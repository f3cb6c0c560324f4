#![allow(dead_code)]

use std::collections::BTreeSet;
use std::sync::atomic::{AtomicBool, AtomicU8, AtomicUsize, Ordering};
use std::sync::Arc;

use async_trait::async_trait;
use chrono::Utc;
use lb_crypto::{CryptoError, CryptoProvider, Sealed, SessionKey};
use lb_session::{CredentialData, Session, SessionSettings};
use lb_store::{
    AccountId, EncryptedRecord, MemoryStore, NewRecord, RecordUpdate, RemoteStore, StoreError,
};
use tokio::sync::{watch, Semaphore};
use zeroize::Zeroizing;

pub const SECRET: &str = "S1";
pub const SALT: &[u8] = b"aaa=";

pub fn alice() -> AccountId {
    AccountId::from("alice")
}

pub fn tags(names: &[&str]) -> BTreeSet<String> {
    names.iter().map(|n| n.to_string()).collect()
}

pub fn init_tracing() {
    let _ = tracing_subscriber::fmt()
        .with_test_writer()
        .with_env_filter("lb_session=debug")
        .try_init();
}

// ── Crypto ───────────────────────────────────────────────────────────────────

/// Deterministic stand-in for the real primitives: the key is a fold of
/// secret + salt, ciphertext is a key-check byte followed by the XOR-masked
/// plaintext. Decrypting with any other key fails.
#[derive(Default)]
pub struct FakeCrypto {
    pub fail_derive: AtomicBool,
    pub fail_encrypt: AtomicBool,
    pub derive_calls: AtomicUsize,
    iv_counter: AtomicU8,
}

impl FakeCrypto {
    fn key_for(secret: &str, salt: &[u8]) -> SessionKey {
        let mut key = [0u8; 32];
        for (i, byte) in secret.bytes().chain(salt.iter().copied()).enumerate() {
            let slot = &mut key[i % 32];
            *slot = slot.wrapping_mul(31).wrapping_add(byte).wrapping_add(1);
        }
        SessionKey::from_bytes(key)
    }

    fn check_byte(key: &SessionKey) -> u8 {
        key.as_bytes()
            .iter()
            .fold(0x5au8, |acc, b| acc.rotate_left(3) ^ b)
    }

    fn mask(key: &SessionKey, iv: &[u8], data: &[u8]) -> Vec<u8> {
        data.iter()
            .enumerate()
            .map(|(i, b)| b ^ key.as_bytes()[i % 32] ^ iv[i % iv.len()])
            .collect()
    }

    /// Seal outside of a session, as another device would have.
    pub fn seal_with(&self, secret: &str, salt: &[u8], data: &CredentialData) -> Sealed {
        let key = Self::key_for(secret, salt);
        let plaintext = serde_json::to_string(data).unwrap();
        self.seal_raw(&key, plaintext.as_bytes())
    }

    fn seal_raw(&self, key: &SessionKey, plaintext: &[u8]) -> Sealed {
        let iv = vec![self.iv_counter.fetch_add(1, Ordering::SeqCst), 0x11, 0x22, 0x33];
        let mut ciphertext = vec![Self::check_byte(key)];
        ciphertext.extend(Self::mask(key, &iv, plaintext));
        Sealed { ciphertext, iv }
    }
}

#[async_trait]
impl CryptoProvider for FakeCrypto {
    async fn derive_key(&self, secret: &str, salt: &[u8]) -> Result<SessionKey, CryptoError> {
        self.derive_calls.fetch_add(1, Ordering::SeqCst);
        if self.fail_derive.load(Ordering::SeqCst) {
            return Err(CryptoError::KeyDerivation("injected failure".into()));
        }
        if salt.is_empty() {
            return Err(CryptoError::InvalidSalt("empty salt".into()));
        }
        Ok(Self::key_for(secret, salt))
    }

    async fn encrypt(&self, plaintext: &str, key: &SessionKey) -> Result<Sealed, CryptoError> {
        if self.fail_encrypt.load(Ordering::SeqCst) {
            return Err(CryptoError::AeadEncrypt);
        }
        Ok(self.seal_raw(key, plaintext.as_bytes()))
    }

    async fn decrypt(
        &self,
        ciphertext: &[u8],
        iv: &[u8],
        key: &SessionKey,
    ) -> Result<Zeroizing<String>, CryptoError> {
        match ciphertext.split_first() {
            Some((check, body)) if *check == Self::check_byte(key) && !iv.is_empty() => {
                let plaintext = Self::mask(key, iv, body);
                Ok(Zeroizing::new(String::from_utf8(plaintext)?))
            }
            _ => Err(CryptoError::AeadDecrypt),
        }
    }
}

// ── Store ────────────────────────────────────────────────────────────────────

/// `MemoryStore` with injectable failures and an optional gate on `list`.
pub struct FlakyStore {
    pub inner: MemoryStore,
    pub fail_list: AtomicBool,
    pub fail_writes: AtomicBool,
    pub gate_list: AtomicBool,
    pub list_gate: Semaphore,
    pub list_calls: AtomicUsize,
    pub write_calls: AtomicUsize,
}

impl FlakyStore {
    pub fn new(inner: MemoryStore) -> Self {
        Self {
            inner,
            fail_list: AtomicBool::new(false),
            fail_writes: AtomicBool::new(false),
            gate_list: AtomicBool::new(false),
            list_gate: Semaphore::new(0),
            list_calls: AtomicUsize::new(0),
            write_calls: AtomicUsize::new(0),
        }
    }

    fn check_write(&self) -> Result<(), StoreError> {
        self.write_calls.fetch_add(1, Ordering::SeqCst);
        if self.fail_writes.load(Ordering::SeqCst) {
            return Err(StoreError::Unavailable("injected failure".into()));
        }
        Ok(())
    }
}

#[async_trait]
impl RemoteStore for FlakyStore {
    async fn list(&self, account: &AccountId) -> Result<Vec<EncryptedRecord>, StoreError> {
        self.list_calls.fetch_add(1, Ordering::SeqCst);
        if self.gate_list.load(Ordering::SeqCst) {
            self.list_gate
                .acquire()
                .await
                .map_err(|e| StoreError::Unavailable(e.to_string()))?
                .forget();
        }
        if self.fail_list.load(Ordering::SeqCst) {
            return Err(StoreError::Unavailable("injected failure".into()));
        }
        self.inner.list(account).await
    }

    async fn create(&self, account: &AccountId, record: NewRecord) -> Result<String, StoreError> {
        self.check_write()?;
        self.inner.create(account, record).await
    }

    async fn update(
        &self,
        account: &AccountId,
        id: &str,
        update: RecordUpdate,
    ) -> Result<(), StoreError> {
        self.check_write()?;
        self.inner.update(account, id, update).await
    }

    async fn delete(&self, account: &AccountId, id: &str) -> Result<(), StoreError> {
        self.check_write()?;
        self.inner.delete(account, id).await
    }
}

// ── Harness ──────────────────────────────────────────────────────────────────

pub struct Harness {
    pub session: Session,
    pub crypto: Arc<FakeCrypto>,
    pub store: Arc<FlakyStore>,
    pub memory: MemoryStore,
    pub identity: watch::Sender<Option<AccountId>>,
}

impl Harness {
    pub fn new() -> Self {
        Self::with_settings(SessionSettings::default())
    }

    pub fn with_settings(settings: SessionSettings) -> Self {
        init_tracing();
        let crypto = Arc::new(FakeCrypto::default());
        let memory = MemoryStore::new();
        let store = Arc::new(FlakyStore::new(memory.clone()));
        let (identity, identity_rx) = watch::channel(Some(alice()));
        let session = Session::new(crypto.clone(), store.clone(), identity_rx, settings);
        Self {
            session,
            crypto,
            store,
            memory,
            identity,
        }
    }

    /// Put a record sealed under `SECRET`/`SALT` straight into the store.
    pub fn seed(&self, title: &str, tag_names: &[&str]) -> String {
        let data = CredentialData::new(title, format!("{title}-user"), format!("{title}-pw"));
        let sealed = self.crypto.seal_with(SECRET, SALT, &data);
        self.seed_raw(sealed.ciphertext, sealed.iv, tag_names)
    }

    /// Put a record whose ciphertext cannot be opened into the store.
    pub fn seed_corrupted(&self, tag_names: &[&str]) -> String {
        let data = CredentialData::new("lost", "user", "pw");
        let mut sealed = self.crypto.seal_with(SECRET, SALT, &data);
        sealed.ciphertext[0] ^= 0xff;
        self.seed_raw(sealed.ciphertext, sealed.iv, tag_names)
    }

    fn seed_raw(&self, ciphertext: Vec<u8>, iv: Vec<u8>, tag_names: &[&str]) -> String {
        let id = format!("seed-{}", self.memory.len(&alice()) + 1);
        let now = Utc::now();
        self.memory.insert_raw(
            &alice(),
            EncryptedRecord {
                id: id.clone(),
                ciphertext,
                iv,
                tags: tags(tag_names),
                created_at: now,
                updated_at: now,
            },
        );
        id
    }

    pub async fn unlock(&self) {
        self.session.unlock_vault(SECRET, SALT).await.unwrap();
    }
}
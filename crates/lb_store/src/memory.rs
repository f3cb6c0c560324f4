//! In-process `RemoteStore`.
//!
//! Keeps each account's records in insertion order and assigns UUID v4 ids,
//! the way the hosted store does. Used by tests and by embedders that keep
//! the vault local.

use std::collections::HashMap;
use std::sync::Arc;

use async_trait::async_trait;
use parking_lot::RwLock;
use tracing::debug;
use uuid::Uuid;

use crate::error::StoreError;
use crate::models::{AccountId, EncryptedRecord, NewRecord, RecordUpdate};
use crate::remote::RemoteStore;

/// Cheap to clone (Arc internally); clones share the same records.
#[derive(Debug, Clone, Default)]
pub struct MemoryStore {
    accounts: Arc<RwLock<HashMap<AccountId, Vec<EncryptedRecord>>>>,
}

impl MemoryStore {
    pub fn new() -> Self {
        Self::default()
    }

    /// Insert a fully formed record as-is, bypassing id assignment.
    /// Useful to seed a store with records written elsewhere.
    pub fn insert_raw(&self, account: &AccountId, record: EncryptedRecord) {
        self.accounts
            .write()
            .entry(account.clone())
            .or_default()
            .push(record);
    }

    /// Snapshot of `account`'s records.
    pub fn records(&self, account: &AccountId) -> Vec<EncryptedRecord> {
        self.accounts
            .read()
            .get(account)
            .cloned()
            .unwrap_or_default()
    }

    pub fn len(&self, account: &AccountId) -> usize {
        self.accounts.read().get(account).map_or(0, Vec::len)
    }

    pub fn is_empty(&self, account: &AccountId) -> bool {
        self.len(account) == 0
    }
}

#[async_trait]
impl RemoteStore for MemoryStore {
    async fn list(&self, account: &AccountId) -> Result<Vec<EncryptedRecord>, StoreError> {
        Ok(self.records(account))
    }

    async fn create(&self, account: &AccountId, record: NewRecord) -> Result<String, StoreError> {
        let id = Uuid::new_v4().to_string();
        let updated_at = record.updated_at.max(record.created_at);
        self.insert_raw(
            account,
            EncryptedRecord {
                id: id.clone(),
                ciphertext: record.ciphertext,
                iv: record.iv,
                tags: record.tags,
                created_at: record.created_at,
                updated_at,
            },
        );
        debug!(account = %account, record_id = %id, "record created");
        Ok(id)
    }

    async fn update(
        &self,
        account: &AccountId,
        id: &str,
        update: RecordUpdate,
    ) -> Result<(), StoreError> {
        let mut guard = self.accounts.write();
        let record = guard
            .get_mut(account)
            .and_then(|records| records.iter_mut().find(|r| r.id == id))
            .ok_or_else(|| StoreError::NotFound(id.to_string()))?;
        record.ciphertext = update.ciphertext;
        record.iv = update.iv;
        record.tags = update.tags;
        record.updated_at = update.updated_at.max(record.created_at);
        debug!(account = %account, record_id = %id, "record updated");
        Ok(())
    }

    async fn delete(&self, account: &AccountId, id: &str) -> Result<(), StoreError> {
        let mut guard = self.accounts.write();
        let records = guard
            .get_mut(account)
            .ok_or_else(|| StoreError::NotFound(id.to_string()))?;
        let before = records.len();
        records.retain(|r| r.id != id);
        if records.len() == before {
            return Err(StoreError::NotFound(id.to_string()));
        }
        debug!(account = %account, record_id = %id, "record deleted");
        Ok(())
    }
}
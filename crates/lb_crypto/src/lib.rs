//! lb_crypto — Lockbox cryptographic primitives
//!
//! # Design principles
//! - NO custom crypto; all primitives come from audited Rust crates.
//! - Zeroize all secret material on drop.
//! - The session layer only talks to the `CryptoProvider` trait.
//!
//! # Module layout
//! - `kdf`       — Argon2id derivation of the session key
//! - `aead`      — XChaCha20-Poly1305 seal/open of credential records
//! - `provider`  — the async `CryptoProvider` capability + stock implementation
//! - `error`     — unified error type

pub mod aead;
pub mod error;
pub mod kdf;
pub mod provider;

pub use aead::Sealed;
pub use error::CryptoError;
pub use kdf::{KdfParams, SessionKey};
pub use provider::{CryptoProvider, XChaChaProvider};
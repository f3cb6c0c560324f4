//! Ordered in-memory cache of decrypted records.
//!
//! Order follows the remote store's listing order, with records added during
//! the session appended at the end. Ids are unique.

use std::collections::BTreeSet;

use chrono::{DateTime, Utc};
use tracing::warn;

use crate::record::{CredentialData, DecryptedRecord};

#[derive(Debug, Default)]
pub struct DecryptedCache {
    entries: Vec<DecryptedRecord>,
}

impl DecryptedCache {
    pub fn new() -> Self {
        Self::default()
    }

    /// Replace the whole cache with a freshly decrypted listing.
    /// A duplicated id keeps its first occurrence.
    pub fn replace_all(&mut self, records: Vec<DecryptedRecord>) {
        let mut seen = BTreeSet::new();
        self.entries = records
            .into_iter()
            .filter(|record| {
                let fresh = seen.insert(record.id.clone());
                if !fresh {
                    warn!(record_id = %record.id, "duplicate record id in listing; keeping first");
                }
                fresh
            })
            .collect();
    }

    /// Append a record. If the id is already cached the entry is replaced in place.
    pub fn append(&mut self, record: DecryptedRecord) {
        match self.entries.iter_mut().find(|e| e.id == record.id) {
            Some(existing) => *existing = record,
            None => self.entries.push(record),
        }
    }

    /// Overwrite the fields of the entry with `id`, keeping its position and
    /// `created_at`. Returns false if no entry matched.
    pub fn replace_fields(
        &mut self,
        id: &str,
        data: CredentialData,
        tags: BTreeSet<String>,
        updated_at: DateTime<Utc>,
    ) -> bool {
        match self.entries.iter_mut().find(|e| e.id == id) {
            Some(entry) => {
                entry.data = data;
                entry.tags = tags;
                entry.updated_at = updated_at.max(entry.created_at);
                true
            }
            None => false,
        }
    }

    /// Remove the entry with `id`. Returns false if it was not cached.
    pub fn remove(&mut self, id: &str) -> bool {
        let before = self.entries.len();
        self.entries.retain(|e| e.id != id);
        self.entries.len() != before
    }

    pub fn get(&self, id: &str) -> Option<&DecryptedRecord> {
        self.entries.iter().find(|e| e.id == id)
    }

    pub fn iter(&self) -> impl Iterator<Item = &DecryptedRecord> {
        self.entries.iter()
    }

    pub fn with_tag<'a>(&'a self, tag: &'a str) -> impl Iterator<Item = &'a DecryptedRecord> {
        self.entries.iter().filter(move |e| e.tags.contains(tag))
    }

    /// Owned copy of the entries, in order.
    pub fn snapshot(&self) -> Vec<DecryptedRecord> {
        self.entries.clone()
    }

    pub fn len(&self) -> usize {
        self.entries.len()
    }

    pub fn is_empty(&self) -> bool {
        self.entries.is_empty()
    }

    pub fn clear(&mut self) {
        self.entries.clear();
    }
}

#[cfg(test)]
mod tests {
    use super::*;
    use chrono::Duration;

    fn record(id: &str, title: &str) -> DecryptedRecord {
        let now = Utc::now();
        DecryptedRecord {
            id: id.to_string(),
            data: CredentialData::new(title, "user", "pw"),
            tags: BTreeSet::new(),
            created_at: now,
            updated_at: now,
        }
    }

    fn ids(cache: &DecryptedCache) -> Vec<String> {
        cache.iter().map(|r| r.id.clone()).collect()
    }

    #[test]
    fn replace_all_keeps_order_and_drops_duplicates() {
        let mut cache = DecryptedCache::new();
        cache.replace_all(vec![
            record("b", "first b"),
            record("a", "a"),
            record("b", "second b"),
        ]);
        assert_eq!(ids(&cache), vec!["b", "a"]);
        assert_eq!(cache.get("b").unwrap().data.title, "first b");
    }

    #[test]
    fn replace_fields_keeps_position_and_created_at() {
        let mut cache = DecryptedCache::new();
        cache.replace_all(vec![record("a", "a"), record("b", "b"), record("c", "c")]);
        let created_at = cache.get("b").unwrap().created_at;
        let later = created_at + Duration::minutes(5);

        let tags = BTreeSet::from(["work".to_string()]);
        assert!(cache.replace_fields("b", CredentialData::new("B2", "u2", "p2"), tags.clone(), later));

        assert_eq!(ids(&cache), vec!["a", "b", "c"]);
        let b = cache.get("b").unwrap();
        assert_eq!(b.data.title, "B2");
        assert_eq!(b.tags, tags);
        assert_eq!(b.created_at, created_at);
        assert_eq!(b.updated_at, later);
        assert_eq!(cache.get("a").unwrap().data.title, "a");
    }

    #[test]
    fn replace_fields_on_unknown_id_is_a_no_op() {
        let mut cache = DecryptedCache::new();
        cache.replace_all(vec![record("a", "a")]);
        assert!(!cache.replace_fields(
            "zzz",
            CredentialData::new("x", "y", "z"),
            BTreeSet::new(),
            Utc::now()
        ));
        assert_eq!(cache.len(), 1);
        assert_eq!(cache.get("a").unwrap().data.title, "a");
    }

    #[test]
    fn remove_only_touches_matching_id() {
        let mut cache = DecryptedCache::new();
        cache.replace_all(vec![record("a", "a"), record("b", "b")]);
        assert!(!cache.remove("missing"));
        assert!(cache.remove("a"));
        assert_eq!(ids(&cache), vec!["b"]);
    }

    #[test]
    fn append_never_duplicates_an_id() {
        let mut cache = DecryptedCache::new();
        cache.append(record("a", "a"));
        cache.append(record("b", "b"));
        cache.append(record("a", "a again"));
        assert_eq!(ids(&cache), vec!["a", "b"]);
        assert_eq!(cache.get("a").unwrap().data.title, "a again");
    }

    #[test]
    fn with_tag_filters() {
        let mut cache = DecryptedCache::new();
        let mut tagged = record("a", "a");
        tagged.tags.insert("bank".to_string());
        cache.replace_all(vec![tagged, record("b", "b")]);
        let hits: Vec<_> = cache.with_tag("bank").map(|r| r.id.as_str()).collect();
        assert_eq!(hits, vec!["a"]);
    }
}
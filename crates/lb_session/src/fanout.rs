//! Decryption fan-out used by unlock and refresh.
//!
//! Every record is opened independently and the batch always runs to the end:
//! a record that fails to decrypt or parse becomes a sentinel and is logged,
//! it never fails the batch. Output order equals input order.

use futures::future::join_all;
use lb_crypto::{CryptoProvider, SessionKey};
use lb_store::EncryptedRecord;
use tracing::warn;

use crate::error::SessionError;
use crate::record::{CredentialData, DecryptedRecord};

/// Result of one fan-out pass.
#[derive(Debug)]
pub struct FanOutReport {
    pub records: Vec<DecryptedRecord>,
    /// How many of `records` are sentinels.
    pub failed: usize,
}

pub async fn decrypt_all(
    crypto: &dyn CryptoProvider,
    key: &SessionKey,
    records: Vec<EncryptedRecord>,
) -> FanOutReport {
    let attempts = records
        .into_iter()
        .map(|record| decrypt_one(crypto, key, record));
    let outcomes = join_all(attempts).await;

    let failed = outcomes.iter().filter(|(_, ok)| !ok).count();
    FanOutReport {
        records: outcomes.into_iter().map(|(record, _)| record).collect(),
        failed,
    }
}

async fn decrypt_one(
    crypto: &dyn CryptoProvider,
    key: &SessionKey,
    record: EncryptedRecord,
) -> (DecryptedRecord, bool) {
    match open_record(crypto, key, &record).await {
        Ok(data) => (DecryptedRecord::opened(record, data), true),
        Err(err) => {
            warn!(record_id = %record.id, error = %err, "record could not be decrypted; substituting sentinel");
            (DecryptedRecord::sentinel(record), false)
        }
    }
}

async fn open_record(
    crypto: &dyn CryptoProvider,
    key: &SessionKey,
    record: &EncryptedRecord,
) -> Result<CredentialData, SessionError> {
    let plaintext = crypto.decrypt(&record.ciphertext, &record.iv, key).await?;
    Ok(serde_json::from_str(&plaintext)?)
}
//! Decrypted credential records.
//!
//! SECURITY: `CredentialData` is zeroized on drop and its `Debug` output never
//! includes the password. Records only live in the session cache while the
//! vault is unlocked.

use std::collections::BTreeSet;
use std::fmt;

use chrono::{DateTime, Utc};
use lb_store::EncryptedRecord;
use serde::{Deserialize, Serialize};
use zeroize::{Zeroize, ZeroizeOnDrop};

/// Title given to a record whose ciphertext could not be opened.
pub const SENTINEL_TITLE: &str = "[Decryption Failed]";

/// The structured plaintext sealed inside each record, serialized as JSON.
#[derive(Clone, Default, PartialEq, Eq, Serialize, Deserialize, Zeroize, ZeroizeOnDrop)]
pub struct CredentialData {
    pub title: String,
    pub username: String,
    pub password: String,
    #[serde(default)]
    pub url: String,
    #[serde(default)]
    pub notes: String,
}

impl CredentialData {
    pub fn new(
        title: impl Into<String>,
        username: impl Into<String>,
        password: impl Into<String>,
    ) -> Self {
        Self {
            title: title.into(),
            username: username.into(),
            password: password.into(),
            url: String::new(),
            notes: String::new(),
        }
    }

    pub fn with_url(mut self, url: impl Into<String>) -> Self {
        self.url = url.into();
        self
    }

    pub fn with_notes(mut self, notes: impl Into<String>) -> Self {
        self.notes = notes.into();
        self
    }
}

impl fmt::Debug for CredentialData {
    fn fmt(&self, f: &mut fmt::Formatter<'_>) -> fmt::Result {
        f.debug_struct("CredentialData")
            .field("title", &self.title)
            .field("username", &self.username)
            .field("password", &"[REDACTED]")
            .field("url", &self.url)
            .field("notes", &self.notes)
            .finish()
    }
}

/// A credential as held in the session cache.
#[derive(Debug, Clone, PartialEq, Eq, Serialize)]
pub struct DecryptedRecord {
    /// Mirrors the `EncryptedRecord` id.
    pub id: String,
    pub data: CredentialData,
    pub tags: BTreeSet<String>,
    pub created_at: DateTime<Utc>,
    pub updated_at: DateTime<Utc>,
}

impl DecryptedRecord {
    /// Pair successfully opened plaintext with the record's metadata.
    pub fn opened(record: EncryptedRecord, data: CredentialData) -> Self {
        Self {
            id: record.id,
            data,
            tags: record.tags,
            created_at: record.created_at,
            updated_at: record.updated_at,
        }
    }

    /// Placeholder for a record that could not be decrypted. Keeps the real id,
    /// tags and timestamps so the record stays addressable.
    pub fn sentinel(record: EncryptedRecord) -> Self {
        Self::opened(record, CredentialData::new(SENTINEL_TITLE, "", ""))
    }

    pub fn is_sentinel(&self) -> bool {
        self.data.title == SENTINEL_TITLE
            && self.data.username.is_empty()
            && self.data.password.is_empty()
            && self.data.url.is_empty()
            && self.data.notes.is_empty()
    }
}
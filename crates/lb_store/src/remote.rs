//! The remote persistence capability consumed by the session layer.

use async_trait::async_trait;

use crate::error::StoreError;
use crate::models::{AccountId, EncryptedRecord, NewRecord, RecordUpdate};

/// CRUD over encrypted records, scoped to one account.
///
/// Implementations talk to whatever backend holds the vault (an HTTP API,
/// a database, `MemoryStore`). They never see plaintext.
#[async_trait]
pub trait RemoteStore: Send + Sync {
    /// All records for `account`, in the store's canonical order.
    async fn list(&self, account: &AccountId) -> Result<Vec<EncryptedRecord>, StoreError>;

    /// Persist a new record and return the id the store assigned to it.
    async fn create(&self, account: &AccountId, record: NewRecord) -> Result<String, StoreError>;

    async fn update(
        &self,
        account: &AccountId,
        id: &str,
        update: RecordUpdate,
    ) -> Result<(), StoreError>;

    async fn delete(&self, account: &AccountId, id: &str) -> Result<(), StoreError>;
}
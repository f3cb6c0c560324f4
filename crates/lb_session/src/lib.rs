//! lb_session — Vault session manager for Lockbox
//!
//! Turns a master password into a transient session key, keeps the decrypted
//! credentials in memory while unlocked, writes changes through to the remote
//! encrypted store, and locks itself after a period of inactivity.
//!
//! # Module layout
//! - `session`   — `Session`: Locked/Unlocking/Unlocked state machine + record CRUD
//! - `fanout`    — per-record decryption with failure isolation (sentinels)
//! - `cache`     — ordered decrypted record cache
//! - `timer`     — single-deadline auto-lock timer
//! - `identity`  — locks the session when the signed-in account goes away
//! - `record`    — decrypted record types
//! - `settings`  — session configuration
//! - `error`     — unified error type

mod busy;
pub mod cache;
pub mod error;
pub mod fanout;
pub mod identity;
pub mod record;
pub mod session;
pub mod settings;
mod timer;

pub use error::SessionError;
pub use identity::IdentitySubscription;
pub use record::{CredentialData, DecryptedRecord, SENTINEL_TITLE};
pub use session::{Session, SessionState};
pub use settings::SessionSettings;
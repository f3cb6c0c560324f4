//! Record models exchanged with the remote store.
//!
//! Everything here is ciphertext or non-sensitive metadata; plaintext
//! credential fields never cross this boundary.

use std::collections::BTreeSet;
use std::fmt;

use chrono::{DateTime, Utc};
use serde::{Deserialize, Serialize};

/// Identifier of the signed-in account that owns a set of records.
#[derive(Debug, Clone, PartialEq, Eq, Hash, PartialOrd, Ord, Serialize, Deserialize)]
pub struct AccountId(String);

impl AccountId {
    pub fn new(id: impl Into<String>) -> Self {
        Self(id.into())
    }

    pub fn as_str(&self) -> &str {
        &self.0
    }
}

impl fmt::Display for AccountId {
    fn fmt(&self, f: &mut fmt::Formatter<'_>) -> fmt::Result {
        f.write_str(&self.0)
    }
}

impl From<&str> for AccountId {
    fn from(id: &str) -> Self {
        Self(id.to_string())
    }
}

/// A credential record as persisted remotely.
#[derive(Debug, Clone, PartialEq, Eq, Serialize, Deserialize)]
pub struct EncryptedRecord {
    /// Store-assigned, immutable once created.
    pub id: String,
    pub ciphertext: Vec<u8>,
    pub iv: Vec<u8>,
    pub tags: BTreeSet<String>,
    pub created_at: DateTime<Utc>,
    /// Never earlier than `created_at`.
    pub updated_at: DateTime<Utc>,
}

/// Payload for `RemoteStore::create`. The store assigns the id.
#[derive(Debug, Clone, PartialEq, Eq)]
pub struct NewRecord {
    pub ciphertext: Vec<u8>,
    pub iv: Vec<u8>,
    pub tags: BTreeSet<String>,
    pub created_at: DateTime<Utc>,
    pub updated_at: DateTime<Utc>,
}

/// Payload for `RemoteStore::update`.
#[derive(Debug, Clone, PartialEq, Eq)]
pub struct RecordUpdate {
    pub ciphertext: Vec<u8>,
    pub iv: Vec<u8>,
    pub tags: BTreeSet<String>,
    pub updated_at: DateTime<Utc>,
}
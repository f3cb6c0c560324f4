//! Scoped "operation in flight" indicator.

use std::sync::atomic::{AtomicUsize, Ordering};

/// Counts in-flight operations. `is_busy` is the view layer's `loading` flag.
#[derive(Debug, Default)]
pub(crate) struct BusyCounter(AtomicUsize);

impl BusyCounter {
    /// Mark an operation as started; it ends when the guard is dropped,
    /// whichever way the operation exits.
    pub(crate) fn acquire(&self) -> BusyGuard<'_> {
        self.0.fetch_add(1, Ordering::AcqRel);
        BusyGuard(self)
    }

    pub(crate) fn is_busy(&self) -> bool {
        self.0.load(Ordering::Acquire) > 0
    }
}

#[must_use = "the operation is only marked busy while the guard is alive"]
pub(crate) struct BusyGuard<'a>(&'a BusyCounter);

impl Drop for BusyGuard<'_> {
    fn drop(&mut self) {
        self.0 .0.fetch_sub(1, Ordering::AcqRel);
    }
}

## What this task involves
Pull out all lines of the data with the string "password".

## Answer to this exercise
//! includes the password. Records only live in the session cache while the
    pub password: String,
        password: impl Into<String>,
            password: password.into(),
            .field("password", &"[REDACTED]")
            && self.data.password.is_empty()
//! Turns a master password into a transient session key, keeps the decrypted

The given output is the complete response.